Convolutional Sequence Embedding Recommendation - CASER

Introduction

Let \(U = \{u_1, u_2, \dots, u_{\vert U \vert}\}\) be the set of users and \(I = \{i_1, i_2, \dots, i_{\vert I \vert}\}\) be the set of items. Each user $u$ is associated with a sequence of some items from $I$,

\[S_u = \{S_{1}^u, S_{2}^u, \dots, S_{|S_u|}^u\} \tag{1}\]

where \(S_{t}^u \in I\). The index $t$ for \(S_{t}^u\) denotes the order in which an action occurs in the sequence $S^u$, not the absolute timestamp as in temporal recommendation models. Given all users’ sequences $S_u$, the goal is to recommend each user a list of items that maximize their future needs, by considering both general preferences and sequential patterns. Unlike conventional top-N recommendation, top-N sequential recommendation models user behavior as a sequence of items, instead of a set of items.
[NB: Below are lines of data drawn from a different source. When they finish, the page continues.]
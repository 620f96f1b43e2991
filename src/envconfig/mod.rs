use std::env;
use std::path::PathBuf;

pub const DEFAULT_SCORES_DIR: &str = "scores/1x1";
/// converter21 is a Python library, not a command. The default expects a
/// wrapper script of that name on `PATH` taking `<from> <to> <input> <output>`.
pub const DEFAULT_CONVERTER: &str = "converter21";
pub const DEFAULT_CONVERTER_ARGS: &str = "{from} {to} {input} {output}";
pub const DEFAULT_SOURCE_EXT: &str = "mxl";
pub const DEFAULT_TARGET_EXT: &str = "krn";
pub const DEFAULT_SOURCE_FORMAT: &str = "musicxml";
pub const DEFAULT_TARGET_FORMAT: &str = "humdrum";
pub const DEFAULT_BASE_URL: &str =
    "https://raw.githubusercontent.com/MarkGotham/species/refs/heads/main/scores/1x1/";

#[derive(Debug, Clone, PartialEq, Eq)]
pub struct EnvConfig {
    pub scores_dir: PathBuf,
    pub converter: ConverterCommand,
    pub formats: Formats,
    pub base_url: String,
}

/// `args` comes from `SPECIES_CONVERTER_ARGS` split on whitespace, with no
/// shell quoting. A template that needs spaces inside one argument belongs in
/// a wrapper script.
#[derive(Debug, Clone, PartialEq, Eq)]
pub struct ConverterCommand {
    pub program: String,
    pub args: Vec<String>,
}

/// Extensions pick files on disk; format ids are what the converter is told.
#[derive(Debug, Clone, PartialEq, Eq)]
pub struct Formats {
    pub source_ext: String,
    pub target_ext: String,
    pub source_format: String,
    pub target_format: String,
}

impl EnvConfig {
    pub fn from_env() -> Self {
        Self::from_lookup(|key| env::var(key).ok())
    }

    /// Builds the config from any key lookup, so callers other than the
    /// process environment (tests, wrappers) can feed values in.
    pub fn from_lookup<F>(lookup: F) -> Self
    where
        F: Fn(&str) -> Option<String>,
    {
        let get = |key: &str, default: &str| {
            lookup(key)
                .map(|v| v.trim().to_string())
                .filter(|v| !v.is_empty())
                .unwrap_or_else(|| default.to_string())
        };

        Self {
            scores_dir: PathBuf::from(get("SPECIES_SCORES_DIR", DEFAULT_SCORES_DIR)),
            converter: ConverterCommand {
                program: get("SPECIES_CONVERTER", DEFAULT_CONVERTER),
                args: get("SPECIES_CONVERTER_ARGS", DEFAULT_CONVERTER_ARGS)
                    .split_whitespace()
                    .map(String::from)
                    .collect(),
            },
            formats: Formats {
                source_ext: normalize_ext(&get("SPECIES_SOURCE_EXT", DEFAULT_SOURCE_EXT)),
                target_ext: normalize_ext(&get("SPECIES_TARGET_EXT", DEFAULT_TARGET_EXT)),
                source_format: get("SPECIES_SOURCE_FORMAT", DEFAULT_SOURCE_FORMAT),
                target_format: get("SPECIES_TARGET_FORMAT", DEFAULT_TARGET_FORMAT),
            },
            base_url: with_trailing_slash(get("SPECIES_BASE_URL", DEFAULT_BASE_URL)),
        }
    }
}

impl Default for EnvConfig {
    fn default() -> Self {
        Self::from_env()
    }
}

impl Default for Formats {
    fn default() -> Self {
        Self {
            source_ext: DEFAULT_SOURCE_EXT.to_string(),
            target_ext: DEFAULT_TARGET_EXT.to_string(),
            source_format: DEFAULT_SOURCE_FORMAT.to_string(),
            target_format: DEFAULT_TARGET_FORMAT.to_string(),
        }
    }
}

/// Accepts `krn` and `.krn` alike.
pub fn normalize_ext(ext: &str) -> String {
    ext.trim().trim_start_matches('.').to_string()
}

fn with_trailing_slash(mut url: String) -> String {
    if !url.ends_with('/') {
        url.push('/');
    }
    url
}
The proposed model, Convolutional Sequence Embedding Recommendation (Caser), incorporates the Convolutional Neural Network (CNN) to learn sequential features and the Latent Factor Model (LFM) to learn user-specific features. The goal of Caser’s network design is multi-fold: capture both users’ general preferences and sequential patterns at both union-level and point-level, and capture skip behaviors, all in unobserved spaces. Caser consists of three components: Embedding Look-up, Convolutional Layers, and Fully-connected Layers. To train the CNN, for each user $u$, we extract every $L$ successive items as input and their next $T$ items as the targets from the user’s sequence $S^u$. This is done by sliding a window of size $L + T$ over the user’s sequence, and each window generates a training instance for $u$, denoted by a triplet $(u, \text{previous } L \text{ items}, \text{next } T \text{ items})$.

Embedding Look-up

Caser captures sequence features in the latent space by feeding the embeddings of the previous $L$ items into the neural network. The embedding $Q_i \in \mathbb{R}^d$ for item $i$ is a similar concept to its latent factors. Here, $d$ is the number of latent dimensions. The embedding look-up operation retrieves the embeddings of the previous $L$ items and stacks them together, resulting in a matrix $E^{(u, t)} \in \mathbb{R}^{L \times d}$ for the user $u$ at time step $t$, we have:

\[E^{(u, t)} = \begin{bmatrix} Q_{S_{t-L}^u} \\ \vdots \\ Q_{S_{t-2}^u} \\ Q_{S_{t-1}^u} \end{bmatrix} \tag{2}\]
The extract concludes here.